- Directed by: Luis César Amadori
- Screenplay by: José María Iglesias; Luis César Amadori;
- Story by: Luis César Amadori
- Starring: Pilar Bayona; Emilia Bayona; Isabel Garcés; Manolo Morán; Luis Dávila;
- Cinematography: Antonio L. Ballesteros
- Edited by: Antonio Ramírez de Loaysa
- Music by: Gregorio García Segura
- Production companies: Producciones Benito Perojo; Story Film-Pablo Núñez;
- Distributed by: Columbia Pictures Corporation; Dipenfa Filmayer Video S.A.;
- Release date: 30 January 1964 (Spain);
- Running time: 92 min

= Como dos gotas de agua =

1964 film

Como dos gotas de agua (lit. 'Like two drops of water') is a 1964 Spanish musical comedy film directed by Luis César Amadori and starring Pili and Mili and Isabel Garcés. This film marks the debut of twins sisters and actresses Pilar Bayona and Emilia Bayona (as Pili and Mili).

== Plot ==
The narrative centers on the convergent legal cases of two identical teenagers, Pili (Pilar Bayona) and Mili (Emilia Bayona).

Pili is a fifteen-year-old orphan raised by Gregorio (Manolo Morán), a traveling organ grinder seeking to place her in a state-run home.

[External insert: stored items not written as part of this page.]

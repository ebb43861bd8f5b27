use super::format_px;
use crate::{SharedString, error::Error};
use serde::Deserialize;
use std::{f64::consts::SQRT_2, fmt, str::FromStr};

/// The edge of the menu panel which draws the arrow tip.
#[derive(Debug, Default, Clone, Copy, PartialEq, Eq, Deserialize)]
#[serde(try_from = "String")]
pub enum ArrowPosition {
    /// The arrow points up from the top edge.
    #[default]
    Top,
    /// The arrow points down from the bottom edge.
    Bottom,
    /// No arrow is drawn.
    Hidden,
}

impl ArrowPosition {
    /// Parses the position leniently.
    /// Any value other than `top` or `bottom` hides the arrow.
    ///
    /// It runs on every render of a menu, so the rejected value is only logged at
    /// the `debug` level.
    pub fn parse_lenient(position: &str) -> Self {
        position.parse().unwrap_or_else(|err| {
            tracing::debug!("{err}; the arrow will not be rendered");
            Self::Hidden
        })
    }

    /// Returns the position as `str`.
    #[inline]
    pub fn as_str(&self) -> &'static str {
        match self {
            Self::Top => "top",
            Self::Bottom => "bottom",
            Self::Hidden => "hidden",
        }
    }
}

impl FromStr for ArrowPosition {
    type Err = Error;

    fn from_str(s: &str) -> Result<Self, Self::Err> {
        match s {
            "top" => Ok(Self::Top),
            "bottom" => Ok(Self::Bottom),
            _ => Err(Error::InvalidArrowPosition(s.to_owned().into())),
        }
    }
}

impl TryFrom<String> for ArrowPosition {
    type Error = Error;

    #[inline]
    fn try_from(s: String) -> Result<Self, Self::Error> {
        s.parse()
    }
}

impl From<&str> for ArrowPosition {
    #[inline]
    fn from(position: &str) -> Self {
        Self::parse_lenient(position)
    }
}

impl From<ArrowPosition> for SharedString {
    #[inline]
    fn from(position: ArrowPosition) -> Self {
        SharedString::Borrowed(position.as_str())
    }
}

impl fmt::Display for ArrowPosition {
    #[inline]
    fn fmt(&self, f: &mut fmt::Formatter) -> fmt::Result {
        f.write_str(self.as_str())
    }
}

/// Computed styles for the arrow tip: a rotated square clipped to a triangle.
#[derive(Debug, Clone, PartialEq)]
pub struct ArrowLayout {
    /// The edge where the arrow is drawn. Never [`ArrowPosition::Hidden`].
    pub position: ArrowPosition,
    /// Height of the clip box.
    pub clip_height: String,
    /// Offset of the clip box above the panel. Only set for the top arrow.
    pub clip_top: Option<String>,
    /// Side length of the rotated square.
    pub side: String,
    /// Offset of the square inside the clip box. Only set for the bottom arrow.
    pub tip_top: Option<String>,
    /// The `transform` of the square.
    pub transform: String,
    /// The `text-align` of the clip box.
    pub align: SharedString,
    /// The `left` offset of the square.
    pub margin_left: SharedString,
    /// The `right` offset of the square.
    pub margin_right: SharedString,
}

impl ArrowLayout {
    /// Computes the arrow layout, or `None` when the arrow is hidden.
    pub fn new(
        position: ArrowPosition,
        height: f64,
        align: SharedString,
        margin_left: SharedString,
        margin_right: SharedString,
    ) -> Option<Self> {
        let (clip_top, tip_top) = match position {
            ArrowPosition::Top => (Some(format_px(-height)), None),
            ArrowPosition::Bottom => (None, Some(format_px(-(height + 2.0)))),
            ArrowPosition::Hidden => return None,
        };
        let offset_y = height / 2.0;
        Some(Self {
            position,
            clip_height: format_px(clip_height(position, height)),
            clip_top,
            side: format_px(arrow_side(height)),
            tip_top,
            transform: format!("translate(0, {offset_y}px) rotate(45deg)"),
            align,
            margin_left,
            margin_right,
        })
    }

    /// Returns `true` if the arrow points up from the top edge.
    #[inline]
    pub fn is_top(&self) -> bool {
        self.position == ArrowPosition::Top
    }
}

/// Side length of a square whose diagonal half spans the arrow height.
#[inline]
pub fn arrow_side(height: f64) -> f64 {
    (SQRT_2 * height).round()
}

/// Height of the overflow-hidden box which clips the square into a triangle.
#[inline]
pub fn clip_height(position: ArrowPosition, height: f64) -> f64 {
    match position {
        ArrowPosition::Bottom => height + 5.0,
        _ => height,
    }
}

#[cfg(test)]
mod tests {
    use super::*;

    #[test]
    fn it_sizes_the_rotated_square() {
        assert_eq!(arrow_side(12.0), 17.0);
        assert_eq!(arrow_side(10.0), 14.0);
        assert_eq!(arrow_side(0.0), 0.0);
        for height in 0..64 {
            let height = f64::from(height);
            assert_eq!(arrow_side(height), (SQRT_2 * height).round());
        }
    }

    #[test]
    fn it_clips_arrows() {
        let top = ArrowLayout::new(
            ArrowPosition::Top,
            12.0,
            "center".into(),
            "auto".into(),
            "auto".into(),
        )
        .unwrap();
        assert_eq!(top.clip_height, "12px");
        assert_eq!(top.clip_top.as_deref(), Some("-12px"));
        assert_eq!(top.side, "17px");
        assert_eq!(top.tip_top, None);
        assert_eq!(top.transform, "translate(0, 6px) rotate(45deg)");

        let bottom = ArrowLayout::new(
            ArrowPosition::Bottom,
            12.0,
            "center".into(),
            "auto".into(),
            "auto".into(),
        )
        .unwrap();
        assert_eq!(bottom.clip_height, "17px");
        assert_eq!(bottom.clip_top, None);
        assert_eq!(bottom.tip_top.as_deref(), Some("-14px"));

        let odd = ArrowLayout::new(
            ArrowPosition::Top,
            13.0,
            "center".into(),
            "auto".into(),
            "auto".into(),
        )
        .unwrap();
        assert_eq!(odd.transform, "translate(0, 6.5px) rotate(45deg)");
    }

    #[test]
    fn it_hides_unknown_positions() {
        assert_eq!(ArrowPosition::from("top"), ArrowPosition::Top);
        assert_eq!(ArrowPosition::from("bottom"), ArrowPosition::Bottom);
        assert_eq!(ArrowPosition::from("Bottom"), ArrowPosition::Hidden);
        assert_eq!(ArrowPosition::from("left"), ArrowPosition::Hidden);
        assert!("left".parse::<ArrowPosition>().is_err());
        assert_eq!(
            ArrowPosition::parse_lenient(&SharedString::from(ArrowPosition::Bottom)),
            ArrowPosition::Bottom
        );
        assert!(
            ArrowLayout::new(
                ArrowPosition::Hidden,
                12.0,
                "center".into(),
                "auto".into(),
                "auto".into(),
            )
            .is_none()
        );
    }
}
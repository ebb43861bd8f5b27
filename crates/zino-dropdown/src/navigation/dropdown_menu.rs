use crate::{
    SharedString,
    class::Class,
    config::DropdownConfig,
    layout::{
        ARROW_TIP_Z_INDEX, ARROW_Z_INDEX, ArrowLayout, ArrowPosition, MENU_Z_INDEX, MenuOptions,
        OVERLAY_Z_INDEX, POSITION_Z_INDEX,
    },
};
use dioxus::prelude::*;

/// A popup menu positioned beneath the trigger of a [`Dropdown`](super::Dropdown).
///
/// The menu is stateless: it is shown while `open` is `true`. Clicking anywhere
/// outside the menu hits a full-viewport overlay which calls `on_dismiss`.
/// Closing the menu is up to the caller.
pub fn DropdownMenu(props: DropdownMenuProps) -> Element {
    let config = try_use_context::<Signal<DropdownConfig>>()
        .map(|config| (*config.read()).clone())
        .unwrap_or_default();
    let layout = props.options(&config).resolve();
    let background = or_config(props.background, config.background);
    let box_shadow = or_config(props.box_shadow, config.box_shadow);
    let class = if props.class.is_empty() {
        config.class.map(Class::from).unwrap_or_default()
    } else {
        props.class
    };
    let (arrow_up, arrow_down) = match layout.arrow {
        Some(arrow) if arrow.is_top() => (Some(arrow), None),
        Some(arrow) => (None, Some(arrow)),
        None => (None, None),
    };
    let open = props.open;
    let on_dismiss = props.on_dismiss;
    rsx! {
        div {
            "data-id": "dropdown-menu",
            display: if !open { "none" },
            position: "relative",
            top: "{layout.container_top}",
            if open {
                div {
                    "data-id": "dropdown-overlay",
                    position: "fixed",
                    z_index: "{OVERLAY_Z_INDEX}",
                    top: "0",
                    right: "0",
                    bottom: "0",
                    left: "0",
                    onclick: move |event| forward_dismiss(on_dismiss.as_ref(), event),
                }
                div {
                    position: "absolute",
                    width: "{layout.width}",
                    left: "{layout.left}",
                    transform: "{layout.transform}",
                    z_index: "{POSITION_Z_INDEX}",
                    if let Some(arrow) = arrow_up {
                        MenuArrowUp {
                            arrow: arrow,
                            background: background.clone(),
                            box_shadow: box_shadow.clone(),
                        }
                    }
                    div {
                        class: if !class.is_empty() { "{class}" },
                        position: "relative",
                        text_align: "left",
                        z_index: "{MENU_Z_INDEX}",
                        background: "{background}",
                        box_shadow: "{box_shadow}",
                        { props.children }
                    }
                    if let Some(arrow) = arrow_down {
                        MenuArrowDown {
                            arrow: arrow,
                            background: background.clone(),
                            box_shadow: box_shadow.clone(),
                        }
                    }
                }
            }
        }
    }
}

/// The [`DropdownMenu`] properties struct for the configuration of the component.
///
/// Empty strings leave a value unset.
#[derive(Clone, PartialEq, Props)]
pub struct DropdownMenuProps {
    /// A flag to determine whether the menu is shown or not.
    #[props(default)]
    pub open: bool,
    /// Width of the menu in pixels. It is required to position the menu.
    #[props(into)]
    pub width: f64,
    /// The CSS `left` offset from the trigger. The menu is centered by default,
    /// and `left: "0"` aligns it with the left edge of the trigger.
    #[props(into, default)]
    pub left: SharedString,
    /// Moves the menu and the arrow down, in pixels.
    #[props(into, default)]
    pub top: f64,
    /// Horizontal shift in pixels.
    #[props(into, default)]
    pub translate_x: f64,
    /// Vertical shift in pixels.
    #[props(into, default)]
    pub translate_y: f64,
    /// Height of the arrow tip in pixels. Defaults to 12.
    #[props(into)]
    pub arrow_height: Option<f64>,
    /// The edge of the arrow: `top` | `bottom`. Any other value hides the arrow.
    #[props(into, default)]
    pub arrow_position: SharedString,
    /// The `text-align` of the arrow: `left` | `center` | `right`.
    #[props(into, default)]
    pub arrow_align: SharedString,
    /// The CSS `left` of the arrow tip.
    #[props(into, default)]
    pub arrow_margin_left: SharedString,
    /// The CSS `right` of the arrow tip.
    #[props(into, default)]
    pub arrow_margin_right: SharedString,
    /// Background of the menu and the arrow.
    #[props(into, default)]
    pub background: SharedString,
    /// Box shadow of the menu and the arrow.
    #[props(into, default)]
    pub box_shadow: SharedString,
    /// A class to apply to the menu panel.
    #[props(into, default)]
    pub class: Class,
    /// Aligns the menu with the right edge of the trigger.
    #[props(default)]
    pub align_right: bool,
    /// An event handler to be called when the user clicks outside the menu.
    pub on_dismiss: Option<EventHandler<MouseEvent>>,
    /// The menu items to render while the menu is open.
    children: Element,
}

impl DropdownMenuProps {
    /// Collects the geometry options, falling back to the provided config.
    fn options(&self, config: &DropdownConfig) -> MenuOptions {
        let arrow_position = if self.arrow_position.is_empty() {
            config.arrow_position
        } else {
            ArrowPosition::parse_lenient(&self.arrow_position)
        };
        MenuOptions {
            width: self.width,
            left: non_empty(&self.left),
            top: self.top,
            translate_x: self.translate_x,
            translate_y: self.translate_y,
            arrow_height: self.arrow_height.unwrap_or(config.arrow_height),
            arrow_position,
            arrow_align: non_empty(&self.arrow_align),
            arrow_margin_left: non_empty(&self.arrow_margin_left),
            arrow_margin_right: non_empty(&self.arrow_margin_right),
            align_right: self.align_right,
            right_arrow_margin: config.right_arrow_margin.clone(),
        }
    }
}

/// Forwards a click on the overlay to the dismiss handler, if any.
pub(crate) fn forward_dismiss<T: 'static>(handler: Option<&EventHandler<T>>, event: T) {
    if let Some(handler) = handler {
        handler.call(event);
    }
}

#[inline]
fn non_empty(value: &SharedString) -> Option<SharedString> {
    (!value.is_empty()).then(|| value.clone())
}

#[inline]
fn or_config(value: SharedString, default: SharedString) -> SharedString {
    if value.is_empty() { default } else { value }
}

/// An arrow tip above the top edge of the menu.
fn MenuArrowUp(props: MenuArrowProps) -> Element {
    let arrow = props.arrow;
    let clip_top = arrow.clip_top.unwrap_or_default();
    rsx! {
        div {
            "data-id": "dropdown-arrow-up",
            z_index: "{ARROW_Z_INDEX}",
            position: "absolute",
            width: "100%",
            height: "{arrow.clip_height}",
            top: "{clip_top}",
            text_align: "{arrow.align}",
            overflow: "hidden",
            div {
                display: "inline-block",
                position: "relative",
                width: "{arrow.side}",
                height: "{arrow.side}",
                transform: "{arrow.transform}",
                border_radius: "2px 0 0 0",
                background: "{props.background}",
                left: "{arrow.margin_left}",
                right: "{arrow.margin_right}",
                box_shadow: "{props.box_shadow}",
            }
        }
    }
}

/// An arrow tip below the bottom edge of the menu.
fn MenuArrowDown(props: MenuArrowProps) -> Element {
    let arrow = props.arrow;
    let tip_top = arrow.tip_top.unwrap_or_default();
    rsx! {
        div {
            "data-id": "dropdown-arrow-down",
            z_index: "{ARROW_Z_INDEX}",
            width: "100%",
            height: "{arrow.clip_height}",
            text_align: "{arrow.align}",
            overflow: "hidden",
            div {
                display: "inline-block",
                position: "relative",
                width: "{arrow.side}",
                height: "{arrow.side}",
                transform: "{arrow.transform}",
                border_radius: "2px 0 0 0",
                background: "{props.background}",
                box_shadow: "{props.box_shadow}",
                top: "{tip_top}",
                left: "{arrow.margin_left}",
                right: "{arrow.margin_right}",
                z_index: "{ARROW_TIP_Z_INDEX}",
            }
        }
    }
}

/// The properties shared by [`MenuArrowUp`] and [`MenuArrowDown`].
#[derive(Clone, PartialEq, Props)]
struct MenuArrowProps {
    /// The computed arrow geometry.
    arrow: ArrowLayout,
    /// Background of the arrow tip.
    #[props(into)]
    background: SharedString,
    /// Box shadow of the arrow tip.
    #[props(into)]
    box_shadow: SharedString,
}

/// Provides a [`DropdownConfig`] to every [`DropdownMenu`] rendered within it.
///
/// The config is kept in a signal, so menus re-render when the prop changes.
pub fn DropdownConfigProvider(props: DropdownConfigProviderProps) -> Element {
    let mut config = use_signal(|| props.config.clone());
    if *config.peek() != props.config {
        config.set(props.config.clone());
    }
    use_context_provider(|| config);
    rsx! {
        { props.children }
    }
}

/// The [`DropdownConfigProvider`] properties struct for the configuration of the component.
#[derive(Clone, PartialEq, Props)]
pub struct DropdownConfigProviderProps {
    /// The defaults to provide.
    pub config: DropdownConfig,
    /// The children to render within the component.
    children: Element,
}
//! Re-exports of components and common types.

pub use crate::{
    SharedString,
    class::Class,
    config::DropdownConfig,
    error::Error,
    layout::{ArrowLayout, ArrowPosition, MenuLayout, MenuOptions},
    navigation::{Dropdown, DropdownConfigProvider, DropdownMenu, DropdownState},
};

Conversely, Mili is the neglected daughter of a wealthy widower, Ricardo (Luís Dávila); she has been raised by her aunt Teresa (Susana Campos), who has long posed as her biological mother.

As Ricardo’s father initiates a custody battle for Mili, attorney Ángela Goñi (Isabel Garcés) discovers the girls' uncanny physical resemblance. Goñi strategically leverages this discovery in court to navigate the complex social and legal challenges facing both protagonists.